Use the package manager pip to install factordata like below.

pip install git+https://github.com/fkempf92/FactorData.git

While my overall correlation with Green's data is very high, there are some notable differences in variables definitions as well as generally diverging aspects which I would like to point out. Note that everyone can change the code in a way that suits best their own needs. This respirotry is merely a suggestion!

1. I perform industry adjustments after the CRSP-Compustat merge not before
2. Industry-adjustments are performed with the stocks from the investment universe only
3. Non-negative variables: some of the firm characteristics are by definition non-negative. However, due to adjustments made by Compustat, they can actually be negative. Consequently, in Green's SAS code, the negative outliers are not winsorized (examples include cashdebt, rd_sale or sp). The overall number of stock affected by this is small. I, therefore, make the assumption to use absolute values for non-negative variables to force them to be positive.

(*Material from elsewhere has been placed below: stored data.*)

//! Embedded Block Store
//!
//! Each container owns one embedded RocksDB instance holding its block
//! records (the chunk lists served to readers by `GetBlock`) plus the
//! delete-transaction bookkeeping. The store directory lives inside the
//! container's metadata directory so the whole container stays one
//! self-contained subtree.
//!
//! ## Handle cache
//!
//! Opening RocksDB is expensive and at most one open handle may exist per
//! store directory, so handles are shared through [`StoreCache`]: a table
//! keyed by container id that serializes creation and hands out
//! reference-counted [`StoreHandle`]s. Dropping the last handle outside the
//! cache leaves the store open for the next reader; [`StoreCache::evict`]
//! closes it, and refuses while any handle is still out. Export relies on
//! that refusal: it evicts the entry and blocks new acquisitions for the
//! duration of the archive streaming so the packer never sees a mutating
//! database.

use std::collections::{HashMap, HashSet};
use std::ops::Deref;
use std::path::Path;
use std::sync::Arc;

use prost::Message;
use rocksdb::{IteratorMode, Options, DB};
use tokio::sync::Mutex;
use tracing::debug;

use blockhouse_proto::datanode::BlockDataProto;

use crate::error::{ContainerError, Result};

const BLOCK_KEY_PREFIX: &[u8] = b"b/";
const DELETE_TXN_KEY: &[u8] = b"m/delete-txn-id";

/// Totals rebuilt by scanning the block records, used after an import to
/// refresh the in-memory counters.
#[derive(Debug, Clone, Copy, PartialEq, Eq, Default)]
pub struct StoreTotals {
    pub key_count: u64,
    pub bytes_used: u64,
}

/// One container's embedded RocksDB store.
pub struct BlockStore {
    container_id: u64,
    db: DB,
}

impl BlockStore {
    pub fn open(container_id: u64, path: &Path, create: bool) -> Result<Self> {
        let mut opts = Options::default();
        opts.create_if_missing(create);
        let db = DB::open(&opts, path)?;
        Ok(Self { container_id, db })
    }

    pub fn container_id(&self) -> u64 {
        self.container_id
    }

    fn block_key(local_id: u64) -> Vec<u8> {
        let mut key = Vec::with_capacity(BLOCK_KEY_PREFIX.len() + 8);
        key.extend_from_slice(BLOCK_KEY_PREFIX);
        key.extend_from_slice(&local_id.to_be_bytes());
        key
    }

    /// Persist the block record a `GetBlock` will serve.
    pub fn put_block(&self, local_id: u64, block: &BlockDataProto) -> Result<()> {
        self.db
            .put(Self::block_key(local_id), block.encode_to_vec())?;
        Ok(())
    }

    pub fn get_block(&self, local_id: u64) -> Result<Option<BlockDataProto>> {
        match self.db.get(Self::block_key(local_id))? {
            Some(raw) => {
                let block = BlockDataProto::decode(&raw[..])
                    .map_err(|e| ContainerError::Store(e.to_string()))?;
                Ok(Some(block))
            }
            None => Ok(None),
        }
    }

    pub fn delete_block(&self, local_id: u64) -> Result<()> {
        self.db.delete(Self::block_key(local_id))?;
        Ok(())
    }

    pub fn put_delete_transaction_id(&self, txn_id: u64) -> Result<()> {
        self.db.put(DELETE_TXN_KEY, txn_id.to_be_bytes())?;
        Ok(())
    }

    /// Flush the write-ahead log, optionally fsyncing it. Failures map to
    /// `DbSyncError`; the caller marks the owning volume.
    pub fn flush_wal(&self, sync: bool) -> Result<()> {
        self.db.flush_wal(sync).map_err(|e| ContainerError::DbSync {
            id: self.container_id,
            message: e.to_string(),
        })
    }

    /// Compact the whole key range; run before packing so the archive does
    /// not carry memtable-only data or stale SST garbage.
    pub fn compact(&self) -> Result<()> {
        self.db.flush().map_err(|e| ContainerError::DbCompact {
            id: self.container_id,
            message: e.to_string(),
        })?;
        self.db.compact_range::<&[u8], &[u8]>(None, None);
        Ok(())
    }

    /// Rebuild counters by scanning every block record.
    pub fn scan_totals(&self) -> Result<StoreTotals> {
        let mut totals = StoreTotals::default();
        for entry in self.db.iterator(IteratorMode::Start) {
            let (key, value) = entry?;
            if !key.starts_with(BLOCK_KEY_PREFIX) {
                continue;
            }
            let block = BlockDataProto::decode(&value[..])
                .map_err(|e| ContainerError::Store(e.to_string()))?;
            totals.key_count += 1;
            totals.bytes_used += block.size.unwrap_or(0);
        }
        Ok(totals)
    }
}

/// A reference-counted handle to a cached [`BlockStore`]. Cloning is cheap;
/// the store stays open while any handle lives.
#[derive(Clone, Debug)]
pub struct StoreHandle {
    inner: Arc<BlockStore>,
}

impl Deref for StoreHandle {
    type Target = BlockStore;

    fn deref(&self) -> &BlockStore {
        &self.inner
    }
}

/// Shared table of open stores, keyed by container id.
#[derive(Default)]
pub struct StoreCache {
    entries: Mutex<CacheInner>,
}

#[derive(Default)]
struct CacheInner {
    stores: HashMap<u64, Arc<BlockStore>>,
    exporting: HashSet<u64>,
}

impl StoreCache {
    pub fn new() -> Arc<Self> {
        Arc::new(Self::default())
    }

    /// Acquire a handle, opening (or creating) the store on first use.
    /// Creation is serialized by the cache lock, so two concurrent callers
    /// can never double-open one store directory.
    pub async fn acquire(&self, container_id: u64, path: &Path, create: bool) -> Result<StoreHandle> {
        let mut inner = self.entries.lock().await;
        if inner.exporting.contains(&container_id) {
            return Err(ContainerError::StoreBusy(container_id));
        }
        if let Some(store) = inner.stores.get(&container_id) {
            return Ok(StoreHandle {
                inner: Arc::clone(store),
            });
        }
        let store = Arc::new(BlockStore::open(container_id, path, create)?);
        inner.stores.insert(container_id, Arc::clone(&store));
        debug!(container_id, path = %path.display(), "opened container store");
        Ok(StoreHandle { inner: store })
    }

    /// Close a store by removing it from the cache. Fails with `StoreBusy`
    /// while handles are still outstanding, in which case the entry stays.
    pub async fn evict(&self, container_id: u64) -> Result<()> {
        let mut inner = self.entries.lock().await;
        match inner.stores.remove(&container_id) {
            None => Ok(()),
            Some(store) => {
                if Arc::strong_count(&store) > 1 {
                    inner.stores.insert(container_id, store);
                    Err(ContainerError::StoreBusy(container_id))
                } else {
                    debug!(container_id, "closed container store");
                    Ok(())
                }
            }
        }
    }

    /// Evict the store and refuse new handles until [`Self::end_export`].
    pub async fn begin_export(&self, container_id: u64) -> Result<()> {
        {
            let mut inner = self.entries.lock().await;
            if let Some(store) = inner.stores.remove(&container_id) {
                if Arc::strong_count(&store) > 1 {
                    inner.stores.insert(container_id, store);
                    return Err(ContainerError::StoreBusy(container_id));
                }
            }
            inner.exporting.insert(container_id);
        }
        Ok(())
    }

    pub async fn end_export(&self, container_id: u64) {
        self.entries.lock().await.exporting.remove(&container_id);
    }
}

#[cfg(test)]
mod tests {
    use super::*;
    use blockhouse_core::BlockId;
    use blockhouse_proto::datanode::DatanodeBlockIdProto;

    fn block(container_id: u64, local_id: u64, size: u64) -> BlockDataProto {
        BlockDataProto {
            block_id: Some(DatanodeBlockIdProto::from(BlockId::new(
                container_id,
                local_id,
            ))),
            metadata: vec![],
            chunks: vec![],
            size: Some(size),
        }
    }

    #[tokio::test]
    async fn test_put_get_roundtrip() {
        let dir = tempfile::tempdir().unwrap();
        let cache = StoreCache::new();
        let handle = cache.acquire(1, dir.path(), true).await.unwrap();

        handle.put_block(7, &block(1, 7, 4096)).unwrap();
        let loaded = handle.get_block(7).unwrap().unwrap();
        assert_eq!(loaded.size, Some(4096));
        assert!(handle.get_block(8).unwrap().is_none());
    }

    #[tokio::test]
    async fn test_scan_totals() {
        let dir = tempfile::tempdir().unwrap();
        let cache = StoreCache::new();
        let handle = cache.acquire(1, dir.path(), true).await.unwrap();

        for i in 0..5 {
            handle.put_block(i, &block(1, i, 100)).unwrap();
        }
        handle.put_delete_transaction_id(3).unwrap();

        let totals = handle.scan_totals().unwrap();
        assert_eq!(totals.key_count, 5);
        assert_eq!(totals.bytes_used, 500);
    }

    #[tokio::test]
    async fn test_acquire_shares_one_store() {
        let dir = tempfile::tempdir().unwrap();
        let cache = StoreCache::new();
        let a = cache.acquire(1, dir.path(), true).await.unwrap();
        let b = cache.acquire(1, dir.path(), false).await.unwrap();
        assert!(Arc::ptr_eq(&a.inner, &b.inner));
    }

    #[tokio::test]
    async fn test_evict_refuses_with_outstanding_handle() {
        let dir = tempfile::tempdir().unwrap();
        let cache = StoreCache::new();
        let handle = cache.acquire(1, dir.path(), true).await.unwrap();

        let err = cache.evict(1).await.unwrap_err();
        assert!(matches!(err, ContainerError::StoreBusy(1)));

        drop(handle);
        cache.evict(1).await.unwrap();
    }

    #[tokio::test]
    async fn test_export_blocks_new_handles() {
        let dir = tempfile::tempdir().unwrap();
        let cache = StoreCache::new();
        let handle = cache.acquire(1, dir.path(), true).await.unwrap();
        drop(handle);

        cache.begin_export(1).await.unwrap();
        let err = cache.acquire(1, dir.path(), false).await.unwrap_err();
        assert!(matches!(err, ContainerError::StoreBusy(1)));

        cache.end_export(1).await;
        cache.acquire(1, dir.path(), false).await.unwrap();
    }

    #[tokio::test]
    async fn test_flush_wal_and_compact() {
        let dir = tempfile::tempdir().unwrap();
        let cache = StoreCache::new();
        let handle = cache.acquire(1, dir.path(), true).await.unwrap();
        handle.put_block(1, &block(1, 1, 10)).unwrap();
        handle.flush_wal(true).unwrap();
        handle.compact().unwrap();
    }
}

• xsga0 (this is a helper variable): Green's definition sets the variable to 0

if missing(xsga) then xsga0=0; else xsga0=0

, whereas mine is

CASE WHEN xsga is null 
     THEN 0 
     ELSE xsga
     END AS xsga0

For this code to work, there are three key requirements:

1. You must have a valid WRDS account and have completed the pgpass file setup (see https://wrds-www.wharton.upenn.edu/pages/support/programming-wrds/programming-python/python-from-your-computer/)
2. You must have a valid BLS account with access key (see https://data.bls.gov/registrationEngine/)
3. You must have a valid FRED account with access key (see https://research.stlouisfed.org/docs/api/api_key.html)

from factordata import FactorData

# Set account details and start year
data = FactorData(wrds_username='janedoe', 
                  bls_key='1234', 
                  fred_key='abcd', 
                  start_yr=1980)
                     
# Download data, i.e. characteristics
data.get_data()

# Clean data
data.clean_data(dropna_cols=['mve', 'bm', 'mom1m'], 
                how='std', 
                keep_micro=True)
                
# Construct value-weighted quintile L/S portfolio returns, for a subset of characteristics
data.ls_portfolio(weight='value', 
                  q=0.2,
                  chars=['bm', 'mve', 'roeq', 'mom12m'])

# Save characteristics as .h5 file
data.save_data(name='characteristics', 
               key='std', 
               cleaned=True)
               
# Save factor returns as .h5 file
data.save_data(name='factors', 
               key='value')

Even though this code achieves a very high correlation with Jermiah Green's SAS code, I do not claim that my code is free of errors. Therefore, I am grateful for any feedback or constructive suggestion for improvement.